905号室…つまり9階に、彼らが目指す部屋はあった。
「っ…」
がくがくと震える未来。黒桃太郎も魔金太郎も未来に触れてはいなかったが、彼らの舐めるような視線は彼女を震えさせるには十分だった。
「いやっ」
「おっと、こりゃなんだ?」
ショーパンのポケットから何やら取り出し投げつけようとした未来の腕を、容易く黒桃太郎が掴む。
「植物の種か?ははーん、蔵馬のモノだな?」
「あ……!」
黒桃太郎は未来の手からソレを奪うと、ポイッと投げ捨ててしまった。
「万事休すだな!」
「オレたちを攻撃しよーなんざ百年早いぜ!」
反撃の手段を奪われ、みるみる青ざめていく未来をゲラゲラと二人は嘲笑う。
「へへ…おとなしくしてろよ」
いやらしい笑みを浮かべた魔金太郎が、未来の身体に手をのばした。
「うぎゃあああああ!!」
途端、つんざくような叫び声が響く。そこには皮膚がただれて炎症を起こし、悶え苦しむ魔金太郎の姿があった。
「まだ隠してやがったのか…!」
黒桃太郎もうかつだった自分に気づかされる。わざとポケットの種は奪わせて彼らを油断させた未来は、咄嗟に髪の中に隠していた魔界の水芭蕉を魔金太郎に向けて放ったのだ。
「てめえ、ふざけたマネしやがって!」
「きゃあっ」
黒桃太郎は未来の行動に怒りをおぼえ、彼女の両手首をまとめてつかむ。水芭蕉を出せなくなってしまった。
「やだ!離して…!」
必死で黒桃太郎から逃れようと抵抗する未来だが、彼の力には敵わず、びくともしない。
魔金太郎は床に這いつくばり、背中を丸めて苦しんでいるままだ。
「一度ならず何度も生意気なマネした罰だぜ。楽しませてやるよ」
クックと低く笑い、未来の両手首を押さえていない方の左手で、彼女の右肩に触れた黒桃太郎。
(誰か助けて……!)
未来は悪夢のような事態が現実味をおび、あまりの恐怖で声も出せなくなってしまった。心の中で必死に助けを求めるのは、幽助、桑原、蔵馬、飛影、幻海…仲間達五人。
「やっ…!」
足をばたつかせ抵抗する未来だが、黒桃太郎の前では無駄である。するする、と未来の右肩においた手を黒桃太郎がおろしていこうとしたその時。
「おい」
それまで黙って傍観していた死々若丸が口を開いた。
「なんだよ、お前も混ざるのか?」
黒桃太郎が死々若丸に向き直る。
「オレは貴様にその女で遊ぶ許可を与えた覚えはない」
勝手な行動をする黒桃太郎に、死々若丸は心底不機嫌そうに言った。
「こっちの気分も考えろ。貴様らの痴態など目障りかつ耳障りだ」
「な、なんだと!?」
黒桃太郎は未来に近づけていた体を離し、死々若丸に憤慨する。
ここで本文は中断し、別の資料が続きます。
use std::fs;
use std::path::PathBuf;
use std::thread;

use chrono::Datelike;
use chrono::Duration;
use chrono::NaiveDate;
use chrono::NaiveDateTime;
use due_date::due_date_calculator::DueDateCalculator;
use serde::Deserialize;
use work_calendar::calendar::WorkCalendar;

/// One row of `due_date_cases.json`
#[derive(Deserialize, Debug)]
struct DueDateCase
{
    name: String,
    submit_date: NaiveDateTime,
    turnaround_time: i32,
    due_date: NaiveDateTime,
}

fn get_test_data_path(filename: &str) -> PathBuf
{
    let manifest_dir = env!("CARGO_MANIFEST_DIR");
    PathBuf::from(manifest_dir).join("tests").join(filename)
}

fn load_due_date_cases() -> Vec<DueDateCase>
{
    let cases_json = fs::read_to_string(get_test_data_path("due_date_cases.json")).expect("Failed to read due_date_cases.json");
    serde_json::from_str(&cases_json).expect("Failed to parse due_date_cases.json")
}

#[test]
fn test_due_date_cases()
{
    let due_date_calculator = DueDateCalculator::default();
    let due_date_cases = load_due_date_cases();

    assert!(!due_date_cases.is_empty(), "Expected at least one due date case");

    for case in &due_date_cases {
        let due_date = due_date_calculator.calculate_due_date(Some(case.submit_date), case.turnaround_time);

        assert_eq!(due_date, Ok(case.due_date), "case `{}`", case.name);
    }
}

#[test]
fn test_due_date_stays_within_work_calendar()
{
    let due_date_calculator = DueDateCalculator::default();
    let work_calendar = WorkCalendar::default();

    // Monday 2017-06-19 to Friday 2017-06-23, every minute from 09:00 to 17:00
    for day in 19..=23 {
        let work_day_start = NaiveDate::from_ymd_opt(2017, 6, day)
            .unwrap()
            .and_time(work_calendar.work_hours_start());

        for minute in 0..=work_calendar.work_minutes_per_day() {
            let submit_date = work_day_start + Duration::minutes(minute);

            for turnaround_time in 1..=40 {
                let due_date = due_date_calculator
                    .calculate_due_date(Some(submit_date), turnaround_time)
                    .unwrap();

                assert!(due_date > submit_date, "{submit_date} + {turnaround_time}h gave {due_date}");
                assert!(
                    work_calendar.is_work_day(due_date.weekday()),
                    "{submit_date} + {turnaround_time}h gave {due_date}, which is not a work day"
                );
                assert!(
                    work_calendar.is_work_hour(due_date.time()),
                    "{submit_date} + {turnaround_time}h gave {due_date}, which is outside the work hours"
                );
            }
        }
    }
}

#[test]
fn test_work_calendar_loaded_from_json()
{
    let calculator_json = r#"{
        "work_calendar": {
            "first_work_day": "Mon",
            "last_work_day": "Thu",
            "work_hours_start": "07:00:00",
            "work_hours_end": "17:00:00"
        }
    }"#;

    let due_date_calculator: DueDateCalculator = serde_json::from_str(calculator_json).expect("Failed to parse calculator");
    assert_eq!(due_date_calculator.work_calendar().work_hours_per_day(), 10);
    assert_eq!(due_date_calculator.work_calendar().work_days_per_week(), 4);

    // Thursday 16:00 plus 3 hours: one hour on Thursday, two on Monday.
    let submit_date = NaiveDate::from_ymd_opt(2017, 6, 22).unwrap().and_hms_opt(16, 0, 0).unwrap();
    let due_date = due_date_calculator.calculate_due_date(Some(submit_date), 3);

    assert_eq!(due_date, Ok(NaiveDate::from_ymd_opt(2017, 6, 26).unwrap().and_hms_opt(9, 0, 0).unwrap()));
}

#[test]
fn test_concurrent_calculations_do_not_interfere()
{
    let due_date_calculator = DueDateCalculator::default();
    let due_date_cases = load_due_date_cases();

    let sequential = due_date_cases
        .iter()
        .map(|case| due_date_calculator.calculate_due_date(Some(case.submit_date), case.turnaround_time))
        .collect::<Vec<_>>();

    let concurrent = thread::scope(|scope| {
        let handles = due_date_cases
            .iter()
            .map(|case| scope.spawn(move || due_date_calculator.calculate_due_date(Some(case.submit_date), case.turnaround_time)))
            .collect::<Vec<_>>();

        handles
            .into_iter()
            .map(|handle| handle.join().expect("Calculation thread panicked"))
            .collect::<Vec<_>>()
    });

    assert_eq!(sequential, concurrent);
}
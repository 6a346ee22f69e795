use crudkit::{AccessDenied, Operation, ServiceHooks, ValidationSink};
use crudkit_security::SecurityContext;

use super::dto::NoteDto;
use crate::infra::storage::entity::Model as Note;

pub(crate) mod fields {
    pub const TITLE: &str = "Title";
    pub const BODY: &str = "Body";
}

/// Per-entity behavior of the notes service.
#[must_use]
pub fn notes_hooks(max_title_length: usize, max_body_length: usize) -> ServiceHooks<Note, NoteDto> {
    ServiceHooks::new(|dto: NoteDto| {
        Ok(Note {
            id: dto.id.unwrap_or_default(),
            title: dto.title,
            body: dto.body.unwrap_or_default(),
        })
    })
    .standardize(|mut note: Note| {
        note.title = note.title.trim().to_owned();
        note.body = note.body.trim().to_owned();
        note
    })
    .validate(move |note: &Note, sink: &ValidationSink| {
        if note.title.is_empty() {
            sink.add_error(fields::TITLE, "Title is required.");
        } else if note.title.chars().count() > max_title_length {
            sink.add_error(
                fields::TITLE,
                format!("Title must be at most {max_title_length} characters."),
            );
        }
        if note.body.chars().count() > max_body_length {
            sink.add_error(
                fields::BODY,
                format!("Body must be at most {max_body_length} characters."),
            );
        }
    })
    .check_permission(|ctx: &SecurityContext, operation: Operation| {
        if operation.is_write() && ctx.is_anonymous() {
            return Err(AccessDenied::new(format!("sign in to {operation} notes")));
        }
        Ok(())
    })
}
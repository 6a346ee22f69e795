use std::fmt;
use std::marker::PhantomData;
use std::sync::Arc;

use async_trait::async_trait;
use crudkit_security::SecurityContext;
use tokio_util::sync::CancellationToken;

use crate::changes::ChangeTracker;
use crate::entity::Entity;
use crate::error::{ConfigError, StorageError};
use crate::query::Query;
use crate::schema::EntitySchema;

/// Handle proving that `E` is registered; obtained from
/// [`StorageProvider::entity_set`] and required to build queries.
pub struct EntitySet<E> {
    schema: Arc<EntitySchema>,
    _entity: PhantomData<fn() -> E>,
}

impl<E> EntitySet<E> {
    pub(crate) fn new(schema: Arc<EntitySchema>) -> Self {
        Self {
            schema,
            _entity: PhantomData,
        }
    }

    #[must_use]
    pub fn schema(&self) -> &EntitySchema {
        &self.schema
    }
}

impl<E> Clone for EntitySet<E> {
    fn clone(&self) -> Self {
        Self::new(Arc::clone(&self.schema))
    }
}

impl<E> fmt::Debug for EntitySet<E> {
    fn fmt(&self, f: &mut fmt::Formatter<'_>) -> fmt::Result {
        f.debug_struct("EntitySet")
            .field("entity", &self.schema.entity())
            .finish()
    }
}

#[derive(Debug, Clone, Copy, PartialEq, Eq)]
pub struct CommitOptions {
    /// Clear the accepted changes from the tracker after a successful commit.
    pub accept_all_changes_on_success: bool,
}

impl Default for CommitOptions {
    fn default() -> Self {
        Self {
            accept_all_changes_on_success: true,
        }
    }
}

/// Storage as seen by a service: row-filtered reads plus a unit of work.
///
/// Every [`Query`] handed out by [`query`](Self::query) already carries the
/// row filter for the provider's caller.
#[async_trait]
pub trait StorageProvider<E: Entity>: Send + Sync {
    /// Caller whose row filter this provider applies.
    fn security_context(&self) -> &SecurityContext;

    /// Binds to the collection of `E`.
    ///
    /// # Errors
    /// [`ConfigError`] when `E` is not registered.
    fn entity_set(&self) -> Result<EntitySet<E>, ConfigError>;

    fn query(&self, set: &EntitySet<E>) -> Query<E>;

    async fn fetch(&self, query: &Query<E>, cancel: &CancellationToken) -> Result<Vec<E>, StorageError>;

    async fn count(&self, query: &Query<E>, cancel: &CancellationToken) -> Result<u64, StorageError>;

    async fn find_by_id(
        &self,
        set: &EntitySet<E>,
        id: &E::Key,
        cancel: &CancellationToken,
    ) -> Result<Option<E>, StorageError> {
        let query = self.query(set).with_id(id.clone()).take(1);
        Ok(self.fetch(&query, cancel).await?.into_iter().next())
    }

    /// Stages an insert.
    fn add(&mut self, entity: E);
    /// Tracks an entity as unchanged.
    fn attach(&mut self, entity: E);
    /// Stages a full update of an existing row.
    fn update(&mut self, entity: E);
    /// Stages a deletion; interceptors may turn it into an update.
    fn remove(&mut self, entity: E);

    fn pending(&self) -> &ChangeTracker<E>;

    fn discard_changes(&mut self);

    /// Commits with default [`CommitOptions`].
    async fn commit(&mut self, cancel: &CancellationToken) -> Result<u64, StorageError> {
        self.commit_with(CommitOptions::default(), cancel).await
    }

    /// Runs save interceptors, then writes all pending changes atomically.
    /// Returns the affected row count.
    async fn commit_with(
        &mut self,
        options: CommitOptions,
        cancel: &CancellationToken,
    ) -> Result<u64, StorageError>;
}
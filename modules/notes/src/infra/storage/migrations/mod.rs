use sea_orm_migration::prelude::*;

mod m20250101_000001_create_notes;

pub struct Migrator;

#[async_trait::async_trait]
impl MigratorTrait for Migrator {
    fn migrations() -> Vec<Box<dyn MigrationTrait>> {
        vec![Box::new(m20250101_000001_create_notes::Migration)]
    }
}
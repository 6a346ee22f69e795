use crudkit_security::SecurityContext;

use crate::capability::Capability;
use crate::schema::{HiddenColumn, HiddenValue, HiddenValues};

/// One implicit condition on hidden columns.
#[derive(Debug, Clone, Copy, PartialEq, Eq)]
pub enum RowPredicate {
    Equals {
        column: HiddenColumn,
        value: HiddenValue,
    },
    /// Matches no row. Used when the caller lacks the context a predicate
    /// needs (e.g. a tenant).
    DenyAll,
}

impl RowPredicate {
    /// A row missing the column is treated as holding the column default.
    #[must_use]
    pub fn matches(&self, row: &HiddenValues) -> bool {
        match self {
            RowPredicate::Equals { column, value } => {
                row.get(*column).unwrap_or_else(|| column.default_value()) == *value
            }
            RowPredicate::DenyAll => false,
        }
    }
}

/// Builds the predicate for one capability from the caller context.
pub type PredicateBuilder = fn(&SecurityContext) -> RowPredicate;

#[must_use]
pub fn builder_for(cap: Capability) -> PredicateBuilder {
    match cap {
        Capability::SoftDeletable => not_deleted,
        Capability::TenantScoped => same_tenant,
    }
}

fn not_deleted(_ctx: &SecurityContext) -> RowPredicate {
    RowPredicate::Equals {
        column: HiddenColumn::IsDeleted,
        value: HiddenValue::Bool(false),
    }
}

fn same_tenant(ctx: &SecurityContext) -> RowPredicate {
    match ctx.tenant_id() {
        Some(tenant) => RowPredicate::Equals {
            column: HiddenColumn::CommunityId,
            value: HiddenValue::Int(tenant.get()),
        },
        None => RowPredicate::DenyAll,
    }
}

/// Conjunction of [`RowPredicate`]s. Empty means unrestricted.
#[derive(Debug, Clone, Default, PartialEq, Eq)]
pub struct RowFilter {
    predicates: Vec<RowPredicate>,
}

impl RowFilter {
    #[must_use]
    pub fn allow_all() -> Self {
        Self::default()
    }

    pub fn all_of(predicates: impl IntoIterator<Item = RowPredicate>) -> Self {
        Self {
            predicates: predicates.into_iter().collect(),
        }
    }

    #[must_use]
    pub fn predicates(&self) -> &[RowPredicate] {
        &self.predicates
    }

    #[must_use]
    pub fn is_unrestricted(&self) -> bool {
        self.predicates.is_empty()
    }

    #[must_use]
    pub fn is_deny_all(&self) -> bool {
        self.predicates.contains(&RowPredicate::DenyAll)
    }

    #[must_use]
    pub fn matches(&self, row: &HiddenValues) -> bool {
        self.predicates.iter().all(|p| p.matches(row))
    }
}

#[cfg(test)]
#[cfg_attr(coverage_nightly, coverage(off))]
mod tests {
    use super::*;

    fn row(deleted: bool, tenant: i64) -> HiddenValues {
        let mut values = HiddenValues::new();
        values.set(HiddenColumn::IsDeleted, HiddenValue::Bool(deleted));
        values.set(HiddenColumn::CommunityId, HiddenValue::Int(tenant));
        values
    }

    #[test]
    fn tenant_predicate_uses_caller_tenant() {
        let ctx = SecurityContext::builder().tenant_id(5).build();
        let predicate = builder_for(Capability::TenantScoped)(&ctx);

        assert!(predicate.matches(&row(false, 5)));
        assert!(!predicate.matches(&row(false, 6)));
    }

    #[test]
    fn tenant_predicate_without_tenant_denies_everything() {
        let predicate = builder_for(Capability::TenantScoped)(&SecurityContext::anonymous());
        assert_eq!(predicate, RowPredicate::DenyAll);
        assert!(!predicate.matches(&row(false, 0)));
    }

    #[test]
    fn filter_is_a_conjunction() {
        let ctx = SecurityContext::builder().tenant_id(1).build();
        let filter = RowFilter::all_of(
            Capability::ALL.into_iter().map(|cap| builder_for(cap)(&ctx)),
        );

        assert!(filter.matches(&row(false, 1)));
        assert!(!filter.matches(&row(true, 1)));
        assert!(!filter.matches(&row(false, 2)));
    }

    #[test]
    fn missing_column_reads_as_default() {
        let filter = RowFilter::all_of([builder_for(Capability::SoftDeletable)(
            &SecurityContext::anonymous(),
        )]);
        assert!(filter.matches(&HiddenValues::new()));
    }

    #[test]
    fn empty_filter_allows_all() {
        let filter = RowFilter::allow_all();
        assert!(filter.is_unrestricted());
        assert!(!filter.is_deny_all());
        assert!(filter.matches(&row(true, 42)));
    }
}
ベッドに押し倒されていた未来は、戸惑いつつも上半身だけ体を起こした。
死々若丸は数歩進み、未来、黒桃太郎との距離を縮める。
そうして未来の腕を掴むと、死々若丸はぐいっと彼女を立ち上がらせ自分の方へ引き寄せる。
未来の顔は死々若丸の胸に押しつけられ、視界には彼の着物の白だけが広がった。
「この女と遊ぶのはオレだ。貴様はオレの邪魔をせんように、そこに転がっているバカを連れてさっさと出てけ」
未来の頭の後ろを触り、抱き寄せる形をとった死々若丸。床に寝転がる魔金太郎を顎でしゃくり、黒桃太郎に命令する。
(…やだ、なんで今涙が…)
未来の瞳からこぼれ落ちた雫が、死々若丸の着物にしみをつくった。未来が戸惑っているのは、涙があふれた理由が恐怖からだけではなく、安堵の気持ちからでもあると自覚していたから。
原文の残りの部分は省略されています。